━━ Exercise data ━━

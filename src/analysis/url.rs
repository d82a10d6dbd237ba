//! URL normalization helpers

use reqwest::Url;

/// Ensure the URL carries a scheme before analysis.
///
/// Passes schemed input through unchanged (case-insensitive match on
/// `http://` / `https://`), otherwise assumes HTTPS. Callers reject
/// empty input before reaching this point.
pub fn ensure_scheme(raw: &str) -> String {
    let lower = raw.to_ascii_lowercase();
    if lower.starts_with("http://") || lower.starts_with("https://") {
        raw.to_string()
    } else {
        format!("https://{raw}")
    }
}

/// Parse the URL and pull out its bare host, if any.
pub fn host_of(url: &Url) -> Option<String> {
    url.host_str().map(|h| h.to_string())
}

━━━
━━ Exercise data ━━

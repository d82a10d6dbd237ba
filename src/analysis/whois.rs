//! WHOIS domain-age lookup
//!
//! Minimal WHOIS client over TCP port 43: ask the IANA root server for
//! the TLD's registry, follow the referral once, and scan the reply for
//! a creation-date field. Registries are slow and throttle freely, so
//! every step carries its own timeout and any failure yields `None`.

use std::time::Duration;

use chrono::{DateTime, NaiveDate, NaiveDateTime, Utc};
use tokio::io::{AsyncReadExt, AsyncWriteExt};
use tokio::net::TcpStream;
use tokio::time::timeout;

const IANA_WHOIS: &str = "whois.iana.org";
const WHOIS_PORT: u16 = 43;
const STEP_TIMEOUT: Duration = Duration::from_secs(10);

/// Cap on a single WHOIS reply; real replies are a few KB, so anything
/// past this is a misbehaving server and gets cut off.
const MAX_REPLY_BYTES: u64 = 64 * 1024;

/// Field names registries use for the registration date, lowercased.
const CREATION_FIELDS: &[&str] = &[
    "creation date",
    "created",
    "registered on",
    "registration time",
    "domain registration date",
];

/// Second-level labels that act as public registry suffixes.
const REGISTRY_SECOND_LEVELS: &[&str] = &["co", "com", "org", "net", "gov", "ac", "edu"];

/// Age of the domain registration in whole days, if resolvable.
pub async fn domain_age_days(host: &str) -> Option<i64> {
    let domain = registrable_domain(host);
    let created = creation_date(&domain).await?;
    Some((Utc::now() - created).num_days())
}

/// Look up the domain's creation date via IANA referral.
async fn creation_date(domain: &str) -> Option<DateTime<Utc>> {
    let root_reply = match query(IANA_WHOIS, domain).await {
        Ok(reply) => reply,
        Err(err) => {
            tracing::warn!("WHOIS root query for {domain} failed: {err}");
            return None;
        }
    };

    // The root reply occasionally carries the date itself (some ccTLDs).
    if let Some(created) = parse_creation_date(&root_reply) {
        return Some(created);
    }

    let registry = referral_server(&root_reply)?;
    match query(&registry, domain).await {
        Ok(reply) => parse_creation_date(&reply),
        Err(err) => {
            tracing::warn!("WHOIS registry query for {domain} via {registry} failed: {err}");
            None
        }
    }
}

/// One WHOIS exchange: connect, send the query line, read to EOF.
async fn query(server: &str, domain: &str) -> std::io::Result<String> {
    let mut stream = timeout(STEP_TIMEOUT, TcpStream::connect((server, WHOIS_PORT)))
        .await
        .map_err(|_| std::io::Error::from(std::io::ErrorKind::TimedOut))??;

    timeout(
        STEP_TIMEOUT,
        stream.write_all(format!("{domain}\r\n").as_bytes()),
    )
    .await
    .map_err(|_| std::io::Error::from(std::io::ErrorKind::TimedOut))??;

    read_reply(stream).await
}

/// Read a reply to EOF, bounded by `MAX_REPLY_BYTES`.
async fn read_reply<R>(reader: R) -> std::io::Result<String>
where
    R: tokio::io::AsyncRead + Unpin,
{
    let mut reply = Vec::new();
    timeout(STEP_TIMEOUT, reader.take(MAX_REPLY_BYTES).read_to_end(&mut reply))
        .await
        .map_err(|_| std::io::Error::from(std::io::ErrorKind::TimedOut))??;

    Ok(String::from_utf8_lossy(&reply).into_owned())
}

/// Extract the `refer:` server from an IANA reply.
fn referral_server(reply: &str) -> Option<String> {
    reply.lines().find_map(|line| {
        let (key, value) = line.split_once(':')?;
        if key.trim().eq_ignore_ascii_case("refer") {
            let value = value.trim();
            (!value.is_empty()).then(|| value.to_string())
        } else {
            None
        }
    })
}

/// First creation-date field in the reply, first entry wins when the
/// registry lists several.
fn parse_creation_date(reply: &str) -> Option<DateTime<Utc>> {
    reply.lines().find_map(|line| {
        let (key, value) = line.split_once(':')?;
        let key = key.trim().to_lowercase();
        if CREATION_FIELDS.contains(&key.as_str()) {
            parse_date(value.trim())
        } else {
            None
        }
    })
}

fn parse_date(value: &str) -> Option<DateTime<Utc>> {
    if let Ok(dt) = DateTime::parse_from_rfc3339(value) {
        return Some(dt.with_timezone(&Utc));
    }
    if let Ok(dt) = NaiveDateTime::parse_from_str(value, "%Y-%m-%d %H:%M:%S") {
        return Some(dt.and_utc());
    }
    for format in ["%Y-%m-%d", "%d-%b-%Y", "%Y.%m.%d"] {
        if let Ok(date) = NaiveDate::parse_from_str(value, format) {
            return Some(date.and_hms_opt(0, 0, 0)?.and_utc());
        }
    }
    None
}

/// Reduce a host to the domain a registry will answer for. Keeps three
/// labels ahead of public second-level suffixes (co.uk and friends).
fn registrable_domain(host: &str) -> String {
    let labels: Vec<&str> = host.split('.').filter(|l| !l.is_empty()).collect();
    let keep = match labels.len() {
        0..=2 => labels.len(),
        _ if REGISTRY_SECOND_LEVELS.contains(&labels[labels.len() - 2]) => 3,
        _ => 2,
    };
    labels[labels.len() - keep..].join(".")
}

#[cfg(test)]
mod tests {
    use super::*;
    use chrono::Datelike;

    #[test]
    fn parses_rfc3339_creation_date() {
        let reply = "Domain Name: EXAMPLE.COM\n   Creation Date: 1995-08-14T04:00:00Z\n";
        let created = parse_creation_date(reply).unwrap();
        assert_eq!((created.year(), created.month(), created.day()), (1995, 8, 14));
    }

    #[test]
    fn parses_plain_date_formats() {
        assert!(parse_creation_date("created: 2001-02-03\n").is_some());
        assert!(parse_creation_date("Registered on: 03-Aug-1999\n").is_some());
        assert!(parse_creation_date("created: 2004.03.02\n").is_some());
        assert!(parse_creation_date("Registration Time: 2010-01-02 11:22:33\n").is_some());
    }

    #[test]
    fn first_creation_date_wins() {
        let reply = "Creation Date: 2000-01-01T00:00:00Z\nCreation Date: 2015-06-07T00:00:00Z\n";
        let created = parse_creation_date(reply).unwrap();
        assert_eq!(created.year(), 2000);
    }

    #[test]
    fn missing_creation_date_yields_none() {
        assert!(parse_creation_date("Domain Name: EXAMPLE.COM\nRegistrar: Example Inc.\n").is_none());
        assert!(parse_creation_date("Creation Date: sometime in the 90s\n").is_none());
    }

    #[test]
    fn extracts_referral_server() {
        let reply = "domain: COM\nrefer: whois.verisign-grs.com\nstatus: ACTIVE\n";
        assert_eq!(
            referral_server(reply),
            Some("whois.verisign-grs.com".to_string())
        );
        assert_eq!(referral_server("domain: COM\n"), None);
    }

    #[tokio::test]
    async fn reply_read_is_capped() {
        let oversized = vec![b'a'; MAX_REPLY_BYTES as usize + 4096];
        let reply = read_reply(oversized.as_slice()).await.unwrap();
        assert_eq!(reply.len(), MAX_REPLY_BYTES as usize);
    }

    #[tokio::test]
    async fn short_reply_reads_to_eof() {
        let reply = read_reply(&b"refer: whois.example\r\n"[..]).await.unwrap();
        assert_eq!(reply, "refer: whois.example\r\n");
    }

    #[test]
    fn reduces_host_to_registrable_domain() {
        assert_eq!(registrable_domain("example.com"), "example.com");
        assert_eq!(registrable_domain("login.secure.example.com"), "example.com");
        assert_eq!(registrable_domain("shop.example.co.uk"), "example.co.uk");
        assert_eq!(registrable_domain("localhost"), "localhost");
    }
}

━━━
━━ Exercise data ━━

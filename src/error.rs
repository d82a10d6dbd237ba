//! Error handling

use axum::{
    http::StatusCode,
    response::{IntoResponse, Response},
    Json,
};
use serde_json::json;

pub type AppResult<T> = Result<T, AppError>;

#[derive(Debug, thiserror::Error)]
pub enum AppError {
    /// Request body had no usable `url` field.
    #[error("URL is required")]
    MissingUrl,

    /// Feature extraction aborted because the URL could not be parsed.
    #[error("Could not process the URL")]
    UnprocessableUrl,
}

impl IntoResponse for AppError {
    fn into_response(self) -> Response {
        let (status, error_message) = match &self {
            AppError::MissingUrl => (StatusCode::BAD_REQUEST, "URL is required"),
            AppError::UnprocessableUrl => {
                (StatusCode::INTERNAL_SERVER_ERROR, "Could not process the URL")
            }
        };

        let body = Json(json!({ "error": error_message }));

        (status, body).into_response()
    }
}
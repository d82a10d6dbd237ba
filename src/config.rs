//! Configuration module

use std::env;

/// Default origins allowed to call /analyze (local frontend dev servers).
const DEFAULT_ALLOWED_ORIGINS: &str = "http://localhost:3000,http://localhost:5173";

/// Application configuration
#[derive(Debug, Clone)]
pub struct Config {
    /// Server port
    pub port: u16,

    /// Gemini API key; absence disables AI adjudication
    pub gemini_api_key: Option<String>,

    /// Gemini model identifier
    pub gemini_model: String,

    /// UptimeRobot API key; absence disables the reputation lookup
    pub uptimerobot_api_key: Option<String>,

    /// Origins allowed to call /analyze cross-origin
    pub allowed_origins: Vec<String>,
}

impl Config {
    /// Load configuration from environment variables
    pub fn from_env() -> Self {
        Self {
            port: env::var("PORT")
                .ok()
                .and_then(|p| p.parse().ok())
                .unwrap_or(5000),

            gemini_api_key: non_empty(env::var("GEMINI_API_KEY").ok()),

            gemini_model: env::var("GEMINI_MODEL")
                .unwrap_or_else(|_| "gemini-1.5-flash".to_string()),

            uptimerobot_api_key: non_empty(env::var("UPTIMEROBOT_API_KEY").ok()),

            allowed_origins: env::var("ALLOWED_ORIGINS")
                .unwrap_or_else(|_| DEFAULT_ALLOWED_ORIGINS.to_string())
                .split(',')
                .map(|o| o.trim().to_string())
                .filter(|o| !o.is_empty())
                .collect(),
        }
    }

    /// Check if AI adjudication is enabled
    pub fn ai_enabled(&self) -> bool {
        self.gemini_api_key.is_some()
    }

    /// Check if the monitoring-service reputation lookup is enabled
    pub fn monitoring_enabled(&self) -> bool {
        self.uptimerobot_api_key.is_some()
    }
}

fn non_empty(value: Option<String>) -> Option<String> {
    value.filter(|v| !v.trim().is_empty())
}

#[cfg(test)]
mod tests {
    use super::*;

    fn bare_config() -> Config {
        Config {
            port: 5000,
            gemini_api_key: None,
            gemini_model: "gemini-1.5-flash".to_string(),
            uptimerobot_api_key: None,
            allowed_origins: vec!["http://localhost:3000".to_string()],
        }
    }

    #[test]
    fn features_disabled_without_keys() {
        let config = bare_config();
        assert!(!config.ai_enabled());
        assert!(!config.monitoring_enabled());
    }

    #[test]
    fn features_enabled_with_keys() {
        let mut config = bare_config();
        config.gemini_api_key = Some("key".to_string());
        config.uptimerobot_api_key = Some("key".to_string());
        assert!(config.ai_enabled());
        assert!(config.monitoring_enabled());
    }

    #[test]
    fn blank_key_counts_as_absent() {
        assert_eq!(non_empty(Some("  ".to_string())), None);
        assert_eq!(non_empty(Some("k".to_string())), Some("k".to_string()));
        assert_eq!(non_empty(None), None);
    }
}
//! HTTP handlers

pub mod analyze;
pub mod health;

━━━

** Task objective **
Using the records above, copy word for word the line with "days, if resolvable.", the line with "root query for", and every line between them.

** Solution **
/// Age of the domain registration in whole days, if resolvable.
pub async fn domain_age_days(host: &str) -> Option<i64> {
    let domain = registrable_domain(host);
    let created = creation_date(&domain).await?;
    Some((Utc::now() - created).num_days())
}

/// Look up the domain's creation date via IANA referral.
async fn creation_date(domain: &str) -> Option<DateTime<Utc>> {
    let root_reply = match query(IANA_WHOIS, domain).await {
        Ok(reply) => reply,
        Err(err) => {
            tracing::warn!("WHOIS root query for {domain} failed: {err}");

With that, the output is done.